Crispin Pemberton-Pigott crispinpigott at gmail.com
Wed Sep 11 07:17:11 CDT 2013


Dear Andrew

 

Hydrogen is highly reactive in gaseous form and influences many
electrochemical cells. It is detected electrically, usually in the CO cell.
I agree with Harold that we should rule out some sort of instrument error,
but then the CO level is compensated for the H2 meaning they both should be
working if the H2 is.

 

It remains an interesting problem. 

 

Re the town gas, a major step in the production was to spray the hot coal
with water to fracture it creating CO and H2 in the process (water gas) and
when I first heard that I was amazed.

 

What crazy guy thought of that??

 

:) 

Crispin

 

 

>Charcoal stove, was operating, but "everything was cooled"??? Meaning 

>that there was no "serious" (as in glowing red) char in the stove, but 

>emissions were still coming off, correct?

 

If this was the case then I would expect the char would still be undergoing
pyrolysis and the higher tar molecules splitting.
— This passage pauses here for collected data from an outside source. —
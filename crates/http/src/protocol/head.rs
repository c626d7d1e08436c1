//! The start line and header block shared by requests and responses.

use std::fmt::Debug;

use http::{HeaderMap, HeaderName, HeaderValue, Version};

use crate::protocol::{BodyFraming, HttpError, ParseError};

/// A message head that the parsers know how to recognize and frame.
///
/// Implemented by [`RequestHeader`](crate::protocol::RequestHeader) and
/// [`ResponseHeader`](crate::protocol::ResponseHeader); the parsers are generic over it.
pub trait MessageHead: Sized + Debug {
    /// Short label used in logs
    const KIND: &'static str;

    /// Whether a body without length framing may run until the connection closes,
    /// unless the configuration says otherwise.
    const EOF_BODY_BY_DEFAULT: bool;

    /// Parses a start line and header block from the front of `src`.
    ///
    /// Returns `Ok(Some((head, header_len)))` once the block is complete and
    /// `Ok(None)` if more bytes are needed.
    fn parse<'b>(src: &'b [u8], headers: &mut [httparse::Header<'b>]) -> Result<Option<(Self, usize)>, HttpError>;

    /// Decides how the body that follows this head ends.
    ///
    /// `eof_body` is the configured close-delimited policy, `None` when the caller
    /// left it to the message kind. An unframed body that is forbidden to run until
    /// close is still framed as [`BodyFraming::UntilClose`]; it fails when the close
    /// arrives.
    fn framing(&self, eof_body: Option<bool>) -> Result<BodyFraming, ParseError>;

    fn headers(&self) -> &HeaderMap;

    fn version(&self) -> Version;
}

/// Builds the header field list from what httparse recognized.
pub(crate) fn header_map(headers: &[httparse::Header<'_>]) -> Result<HeaderMap, ParseError> {
    let mut map = HeaderMap::with_capacity(headers.len());
    for header in headers {
        let name = HeaderName::from_bytes(header.name.as_bytes())
            .map_err(|e| ParseError::malformed_headers(format!("invalid header name {:?}: {e}", header.name)))?;
        let value = HeaderValue::from_bytes(header.value)
            .map_err(|e| ParseError::malformed_headers(format!("invalid value for header {name}: {e}")))?;
        map.append(name, value);
    }
    Ok(map)
}

/// Only HTTP/1.0 and HTTP/1.1 can be carried by this parser.
pub(crate) fn version(version: Option<u8>) -> Result<Version, ParseError> {
    match version {
        Some(0) => Ok(Version::HTTP_10),
        Some(1) => Ok(Version::HTTP_11),
        // http2 and http3 currently not support
        v => Err(ParseError::malformed_headers(format!("invalid http version: {v:?}"))),
    }
}

pub(crate) fn map_httparse_error(e: httparse::Error, max_headers: usize) -> HttpError {
    match e {
        httparse::Error::TooManyHeaders => HttpError::overflow(max_headers.saturating_add(1), max_headers),
        e => ParseError::malformed_headers(e).into(),
    }
}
As you all know town gas
was originally made by heating coal to drive off CO and H2.

 

That these molecules would survive the combustion is interesting but could
simply be the dilution by other combustion products putting the air:fuel
ratio out of range.

 

How does a hydrogen cell sense the presence of hydrogen i.e. what mechanism
is involved in the measuring instrument?